Masing-masing puisi di atas mewujud mantra yang mengarahkan ritual-ritual yang kemudian mendefinisikan sekaligus membentuk peran pemancing dan penyair. Ritual dan mantra telah menjadi dua hal yang sulit dipisahkan sejak zaman dahulu. Mantra sebagai bagian dari ritual memberikan kekuatan dan memberi efek-efek yng diinginkan pada mereka yang terlibat dengan cara dirapalkan dan dimanifestasikan dalam ritual berulang-ulang. Hal ini merujuk pada kekuatan mantra yang terletak pada pengulangan yang memberikan afirmasi terus-menerus. Perapalan yang berulang juga berarti mantra, atau dalam pemaknaan kumpulan puisi ini, menjadi esensi yang menjadi ritual yang akan terulang berkali-kali. Seperti halnya yang diungkapkan dalam kedua puisi tersebut, mantra adalah pembentuk peran yang berulang kali menjadi lakon banyak orang, atau apapun yang ada di semesta. Mantra telah mengubah bumi, menggubah cerita, dan tak lekang oleh usia. Puisi mantra maupun mantra puitis: keduanya menunjukkan kekuatan kata-kata.[]
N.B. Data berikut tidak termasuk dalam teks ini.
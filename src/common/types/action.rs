/*
 * This file is part of the Obvia ERP.
 *
 * Copyright (C) 2025 Kovács Dávid <kapcsolat@kovacsdavid.dev>
 *
 * This program is free software: you can redistribute it and/or modify
 * it under the terms of the GNU Affero General Public License as published
 * by the Free Software Foundation, either version 3 of the License, or
 * (at your option) any later version.
 *
 * This program is distributed in the hope that it will be useful,
 * but WITHOUT ANY WARRANTY; without even the implied warranty of
 * MERCHANTABILITY or FITNESS FOR A PARTICULAR PURPOSE.  See the
 * GNU Affero General Public License for more details.
 *
 * You should have received a copy of the GNU Affero General Public License
 * along with this program.  If not, see <https://www.gnu.org/licenses/>.
 */

use serde::{Deserialize, Serialize};
use std::fmt::Display;
use std::str::FromStr;

/// Audited verb, drawn from a closed vocabulary spanning authentication,
/// CRUD, workflow, RBAC, config and export/import concerns.
#[derive(Debug, Clone, Copy, PartialEq, Eq, Hash, Serialize, Deserialize, sqlx::Type)]
#[sqlx(type_name = "text", rename_all = "UPPERCASE")]
#[serde(rename_all = "UPPERCASE")]
pub enum Action {
    // authentication verbs
    Login,
    Logout,
    LoginFailed,
    // CRUD verbs
    Create,
    Read,
    Update,
    Delete,
    BulkUpdate,
    BulkDelete,
    // workflow verbs
    Approve,
    Reject,
    Submit,
    Cancel,
    // RBAC verbs
    Grant,
    Revoke,
    RoleChange,
    // config verbs
    Configure,
    // export/import
    Export,
    Import,
    // fallback
    Other,
}

impl Action {
    /// `auth-verbs`, as used by `get-failed-auth`.
    pub fn is_auth_verb(&self) -> bool {
        matches!(self, Action::Login | Action::Logout | Action::LoginFailed)
    }

    /// Destructive verbs considered for `get-suspicious` rule (a).
    pub fn is_destructive(&self) -> bool {
        matches!(self, Action::Delete | Action::BulkDelete)
    }

    /// RBAC-category verbs; any of these makes a record alertable.
    pub fn is_rbac_verb(&self) -> bool {
        matches!(self, Action::Grant | Action::Revoke | Action::RoleChange)
    }
}

impl Display for Action {
    fn fmt(&self, f: &mut std::fmt::Formatter<'_>) -> std::fmt::Result {
        let s = match self {
            Action::Login => "LOGIN",
            Action::Logout => "LOGOUT",
            Action::LoginFailed => "LOGIN_FAILED",
            Action::Create => "CREATE",
            Action::Read => "READ",
            Action::Update => "UPDATE",
            Action::Delete => "DELETE",
            Action::BulkUpdate => "BULK_UPDATE",
            Action::BulkDelete => "BULK_DELETE",
            Action::Approve => "APPROVE",
            Action::Reject => "REJECT",
            Action::Submit => "SUBMIT",
            Action::Cancel => "CANCEL",
            Action::Grant => "GRANT",
            Action::Revoke => "REVOKE",
            Action::RoleChange => "ROLE_CHANGE",
            Action::Configure => "CONFIGURE",
            Action::Export => "EXPORT",
            Action::Import => "IMPORT",
            Action::Other => "OTHER",
        };
        write!(f, "{s}")
    }
}

impl FromStr for Action {
    type Err = String;

    fn from_str(s: &str) -> Result<Self, Self::Err> {
        match s.to_ascii_uppercase().as_str() {
            "LOGIN" => Ok(Action::Login),
            "LOGOUT" => Ok(Action::Logout),
            "LOGIN_FAILED" => Ok(Action::LoginFailed),
            "CREATE" => Ok(Action::Create),
            "READ" => Ok(Action::Read),
            "UPDATE" => Ok(Action::Update),
            "DELETE" => Ok(Action::Delete),
            "BULK_UPDATE" => Ok(Action::BulkUpdate),
            "BULK_DELETE" => Ok(Action::BulkDelete),
            "APPROVE" => Ok(Action::Approve),
            "REJECT" => Ok(Action::Reject),
            "SUBMIT" => Ok(Action::Submit),
            "CANCEL" => Ok(Action::Cancel),
            "GRANT" => Ok(Action::Grant),
            "REVOKE" => Ok(Action::Revoke),
            "ROLE_CHANGE" => Ok(Action::RoleChange),
            "CONFIGURE" => Ok(Action::Configure),
            "EXPORT" => Ok(Action::Export),
            "IMPORT" => Ok(Action::Import),
            "OTHER" => Ok(Action::Other),
            other => Err(format!("unknown action: {other}")),
        }
    }
}

#[cfg(test)]
mod tests {
    use super::*;

    #[test]
    fn auth_verbs_are_flagged() {
        assert!(Action::Login.is_auth_verb());
        assert!(Action::LoginFailed.is_auth_verb());
        assert!(!Action::Create.is_auth_verb());
    }

    #[test]
    fn destructive_verbs_include_bulk_delete() {
        assert!(Action::Delete.is_destructive());
        assert!(Action::BulkDelete.is_destructive());
        assert!(!Action::Update.is_destructive());
    }

    #[test]
    fn unrecognized_action_falls_back_to_error_not_other() {
        assert!(Action::from_str("FROB").is_err());
    }

    #[test]
    fn rbac_verbs_are_flagged() {
        assert!(Action::Grant.is_rbac_verb());
        assert!(Action::Revoke.is_rbac_verb());
        assert!(Action::RoleChange.is_rbac_verb());
        assert!(!Action::Update.is_rbac_verb());
    }
}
[1] Michael Alexander, The Wanderer: Elegies, Epics, Riddles (Poems from England’s Ancient Origin). 2013. Great Britain: Penguin Classics, hlm. XV.
[2] Yelle, Robert A. Explaining Mantras: Ritual, Rhetoric, and the Dream of a Natural Language in Hindu Tantra. 2003. Great Britain: Routledge, hlm. 9.
[3] Ibid., hlm. 11.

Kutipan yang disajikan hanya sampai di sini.